◆ Exercise instructions ◆
Only the lines of the data holding the string "ExecConfig" need to be returned.

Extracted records

=== Begin Enclosure ===

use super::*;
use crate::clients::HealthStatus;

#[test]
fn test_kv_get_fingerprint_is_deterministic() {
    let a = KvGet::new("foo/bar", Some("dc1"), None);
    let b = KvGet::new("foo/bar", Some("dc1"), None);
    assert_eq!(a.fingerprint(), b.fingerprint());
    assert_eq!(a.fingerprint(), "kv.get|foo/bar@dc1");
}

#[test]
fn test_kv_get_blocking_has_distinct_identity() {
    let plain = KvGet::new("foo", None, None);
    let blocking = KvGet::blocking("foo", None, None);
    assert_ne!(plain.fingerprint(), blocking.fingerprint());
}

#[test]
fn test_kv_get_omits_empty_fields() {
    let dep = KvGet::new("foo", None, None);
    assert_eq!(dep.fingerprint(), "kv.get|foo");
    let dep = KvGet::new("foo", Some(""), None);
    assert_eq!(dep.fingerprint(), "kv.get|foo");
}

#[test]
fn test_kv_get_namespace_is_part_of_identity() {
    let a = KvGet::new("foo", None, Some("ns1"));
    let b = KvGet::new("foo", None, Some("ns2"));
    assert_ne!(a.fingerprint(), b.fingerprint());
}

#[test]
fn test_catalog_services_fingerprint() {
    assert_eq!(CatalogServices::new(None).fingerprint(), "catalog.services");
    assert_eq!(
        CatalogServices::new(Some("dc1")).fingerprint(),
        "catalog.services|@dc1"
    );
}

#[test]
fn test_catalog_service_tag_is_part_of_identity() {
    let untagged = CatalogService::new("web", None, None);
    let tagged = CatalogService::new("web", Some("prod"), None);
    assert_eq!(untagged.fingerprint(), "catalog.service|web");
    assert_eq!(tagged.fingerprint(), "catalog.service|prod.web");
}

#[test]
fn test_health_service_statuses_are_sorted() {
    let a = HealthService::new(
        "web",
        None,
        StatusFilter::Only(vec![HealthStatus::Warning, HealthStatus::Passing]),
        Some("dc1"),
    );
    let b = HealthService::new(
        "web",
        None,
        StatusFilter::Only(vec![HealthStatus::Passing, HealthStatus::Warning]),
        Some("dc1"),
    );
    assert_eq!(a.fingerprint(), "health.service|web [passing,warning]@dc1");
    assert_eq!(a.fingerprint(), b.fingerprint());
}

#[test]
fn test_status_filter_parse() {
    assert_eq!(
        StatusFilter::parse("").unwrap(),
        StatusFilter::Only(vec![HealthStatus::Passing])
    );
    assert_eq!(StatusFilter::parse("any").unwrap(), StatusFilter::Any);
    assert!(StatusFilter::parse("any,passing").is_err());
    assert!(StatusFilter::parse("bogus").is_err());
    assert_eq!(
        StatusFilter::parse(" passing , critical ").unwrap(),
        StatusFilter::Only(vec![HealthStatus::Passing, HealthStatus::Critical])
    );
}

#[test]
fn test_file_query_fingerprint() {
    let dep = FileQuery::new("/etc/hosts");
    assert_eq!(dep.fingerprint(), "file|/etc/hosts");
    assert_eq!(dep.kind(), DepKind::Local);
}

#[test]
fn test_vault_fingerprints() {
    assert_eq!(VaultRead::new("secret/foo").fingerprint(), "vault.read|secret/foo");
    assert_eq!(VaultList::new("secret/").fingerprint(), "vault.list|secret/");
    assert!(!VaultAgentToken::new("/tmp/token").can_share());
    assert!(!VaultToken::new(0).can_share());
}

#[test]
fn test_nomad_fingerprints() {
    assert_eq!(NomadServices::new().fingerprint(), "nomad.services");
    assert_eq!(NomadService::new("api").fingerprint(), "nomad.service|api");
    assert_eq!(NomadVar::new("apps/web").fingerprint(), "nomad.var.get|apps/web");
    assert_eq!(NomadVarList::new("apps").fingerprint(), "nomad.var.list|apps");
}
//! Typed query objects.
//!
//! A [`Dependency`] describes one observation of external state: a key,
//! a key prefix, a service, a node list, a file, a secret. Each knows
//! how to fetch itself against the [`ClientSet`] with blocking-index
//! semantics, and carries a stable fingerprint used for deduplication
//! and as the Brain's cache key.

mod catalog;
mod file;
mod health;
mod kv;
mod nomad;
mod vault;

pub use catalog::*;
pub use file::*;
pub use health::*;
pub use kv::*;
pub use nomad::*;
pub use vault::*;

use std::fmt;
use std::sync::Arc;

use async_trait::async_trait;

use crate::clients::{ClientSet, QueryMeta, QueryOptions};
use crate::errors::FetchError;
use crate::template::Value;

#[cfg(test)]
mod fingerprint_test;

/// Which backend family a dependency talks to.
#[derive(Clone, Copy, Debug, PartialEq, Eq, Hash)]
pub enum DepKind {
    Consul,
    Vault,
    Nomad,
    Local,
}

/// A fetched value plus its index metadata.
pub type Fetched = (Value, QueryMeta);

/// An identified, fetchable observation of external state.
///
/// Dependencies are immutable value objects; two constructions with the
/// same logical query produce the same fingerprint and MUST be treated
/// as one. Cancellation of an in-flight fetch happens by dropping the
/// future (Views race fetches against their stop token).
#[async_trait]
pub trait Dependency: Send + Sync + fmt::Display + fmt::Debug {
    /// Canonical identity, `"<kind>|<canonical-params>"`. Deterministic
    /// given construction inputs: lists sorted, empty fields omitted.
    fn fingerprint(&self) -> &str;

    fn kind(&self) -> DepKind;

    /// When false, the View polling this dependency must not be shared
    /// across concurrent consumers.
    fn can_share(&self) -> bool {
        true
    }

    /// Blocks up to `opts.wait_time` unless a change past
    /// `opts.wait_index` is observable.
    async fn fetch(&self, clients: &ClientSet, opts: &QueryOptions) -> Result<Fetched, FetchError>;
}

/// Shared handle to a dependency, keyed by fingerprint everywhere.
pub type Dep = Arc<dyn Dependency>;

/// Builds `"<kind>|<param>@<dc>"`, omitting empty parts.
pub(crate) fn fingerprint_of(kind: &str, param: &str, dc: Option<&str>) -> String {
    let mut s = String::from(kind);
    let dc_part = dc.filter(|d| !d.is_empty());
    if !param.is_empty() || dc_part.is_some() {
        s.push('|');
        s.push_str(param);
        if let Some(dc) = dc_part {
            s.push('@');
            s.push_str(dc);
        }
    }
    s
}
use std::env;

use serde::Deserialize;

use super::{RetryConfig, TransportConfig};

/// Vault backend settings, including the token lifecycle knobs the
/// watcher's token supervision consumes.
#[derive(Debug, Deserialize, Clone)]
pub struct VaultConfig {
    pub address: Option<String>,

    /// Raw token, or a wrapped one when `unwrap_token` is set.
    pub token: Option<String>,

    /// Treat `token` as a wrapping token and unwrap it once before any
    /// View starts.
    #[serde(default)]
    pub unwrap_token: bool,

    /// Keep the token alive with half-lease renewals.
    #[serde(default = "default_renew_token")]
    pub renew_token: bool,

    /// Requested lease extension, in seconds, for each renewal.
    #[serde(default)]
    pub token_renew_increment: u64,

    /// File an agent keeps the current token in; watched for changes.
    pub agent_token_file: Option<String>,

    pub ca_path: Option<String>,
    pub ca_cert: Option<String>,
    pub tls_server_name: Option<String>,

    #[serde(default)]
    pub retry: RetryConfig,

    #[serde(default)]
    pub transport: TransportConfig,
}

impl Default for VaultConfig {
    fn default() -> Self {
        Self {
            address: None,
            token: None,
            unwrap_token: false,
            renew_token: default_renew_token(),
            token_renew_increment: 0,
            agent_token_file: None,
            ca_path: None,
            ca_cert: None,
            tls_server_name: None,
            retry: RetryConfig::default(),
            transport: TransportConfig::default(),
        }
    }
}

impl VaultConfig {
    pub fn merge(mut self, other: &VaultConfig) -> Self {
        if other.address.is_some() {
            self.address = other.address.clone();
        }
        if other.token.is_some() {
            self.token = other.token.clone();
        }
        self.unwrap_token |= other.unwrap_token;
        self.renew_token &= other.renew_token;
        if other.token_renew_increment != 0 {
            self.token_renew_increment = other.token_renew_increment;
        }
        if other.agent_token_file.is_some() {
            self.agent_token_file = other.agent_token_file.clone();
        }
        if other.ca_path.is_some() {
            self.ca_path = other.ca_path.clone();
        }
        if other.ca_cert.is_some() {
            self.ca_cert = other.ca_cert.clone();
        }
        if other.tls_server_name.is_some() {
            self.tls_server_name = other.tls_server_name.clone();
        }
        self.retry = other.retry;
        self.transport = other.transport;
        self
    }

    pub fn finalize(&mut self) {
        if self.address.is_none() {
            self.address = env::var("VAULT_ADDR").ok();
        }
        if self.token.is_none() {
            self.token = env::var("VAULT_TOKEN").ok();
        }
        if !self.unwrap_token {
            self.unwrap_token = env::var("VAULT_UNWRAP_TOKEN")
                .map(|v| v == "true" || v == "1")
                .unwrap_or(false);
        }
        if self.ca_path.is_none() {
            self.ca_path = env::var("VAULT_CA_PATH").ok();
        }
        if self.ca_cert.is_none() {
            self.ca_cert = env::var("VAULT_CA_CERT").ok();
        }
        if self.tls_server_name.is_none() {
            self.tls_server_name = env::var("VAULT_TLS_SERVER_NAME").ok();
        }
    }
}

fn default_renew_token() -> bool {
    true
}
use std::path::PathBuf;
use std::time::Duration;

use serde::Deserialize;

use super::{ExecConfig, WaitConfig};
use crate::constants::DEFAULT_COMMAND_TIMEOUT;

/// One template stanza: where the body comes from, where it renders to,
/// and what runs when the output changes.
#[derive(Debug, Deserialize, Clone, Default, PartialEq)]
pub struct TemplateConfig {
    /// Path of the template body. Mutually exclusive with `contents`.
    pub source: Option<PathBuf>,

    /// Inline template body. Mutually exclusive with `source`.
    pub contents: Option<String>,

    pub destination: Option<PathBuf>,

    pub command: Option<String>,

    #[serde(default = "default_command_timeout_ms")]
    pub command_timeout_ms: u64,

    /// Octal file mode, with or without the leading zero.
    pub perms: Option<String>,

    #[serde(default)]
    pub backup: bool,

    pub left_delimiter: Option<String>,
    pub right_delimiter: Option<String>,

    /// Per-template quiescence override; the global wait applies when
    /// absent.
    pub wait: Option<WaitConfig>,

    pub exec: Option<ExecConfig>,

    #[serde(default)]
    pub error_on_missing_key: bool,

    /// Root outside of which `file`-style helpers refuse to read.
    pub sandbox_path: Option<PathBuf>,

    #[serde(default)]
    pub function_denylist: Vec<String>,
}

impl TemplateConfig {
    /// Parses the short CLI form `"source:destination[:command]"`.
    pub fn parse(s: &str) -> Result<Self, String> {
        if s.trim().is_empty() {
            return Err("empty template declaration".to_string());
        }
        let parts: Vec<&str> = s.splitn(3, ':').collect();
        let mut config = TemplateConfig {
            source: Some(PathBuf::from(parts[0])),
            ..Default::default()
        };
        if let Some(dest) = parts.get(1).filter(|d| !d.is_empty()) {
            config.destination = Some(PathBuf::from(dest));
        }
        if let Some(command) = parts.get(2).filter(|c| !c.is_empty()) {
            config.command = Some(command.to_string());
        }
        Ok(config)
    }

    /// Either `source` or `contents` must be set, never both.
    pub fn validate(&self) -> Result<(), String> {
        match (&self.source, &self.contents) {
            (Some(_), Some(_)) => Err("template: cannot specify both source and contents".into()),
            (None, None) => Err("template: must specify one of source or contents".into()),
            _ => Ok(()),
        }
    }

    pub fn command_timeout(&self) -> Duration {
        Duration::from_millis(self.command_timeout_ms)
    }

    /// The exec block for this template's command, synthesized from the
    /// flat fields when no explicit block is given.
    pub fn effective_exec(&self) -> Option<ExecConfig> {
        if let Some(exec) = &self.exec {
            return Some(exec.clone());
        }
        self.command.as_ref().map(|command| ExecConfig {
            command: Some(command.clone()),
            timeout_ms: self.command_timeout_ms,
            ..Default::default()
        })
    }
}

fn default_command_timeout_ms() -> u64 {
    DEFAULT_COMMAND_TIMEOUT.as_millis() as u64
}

=== End Enclosure ===

◆ Output for this task ◆
use super::{ExecConfig, WaitConfig};
    pub exec: Option<ExecConfig>,
    pub fn effective_exec(&self) -> Option<ExecConfig> {
        self.command.as_ref().map(|command| ExecConfig {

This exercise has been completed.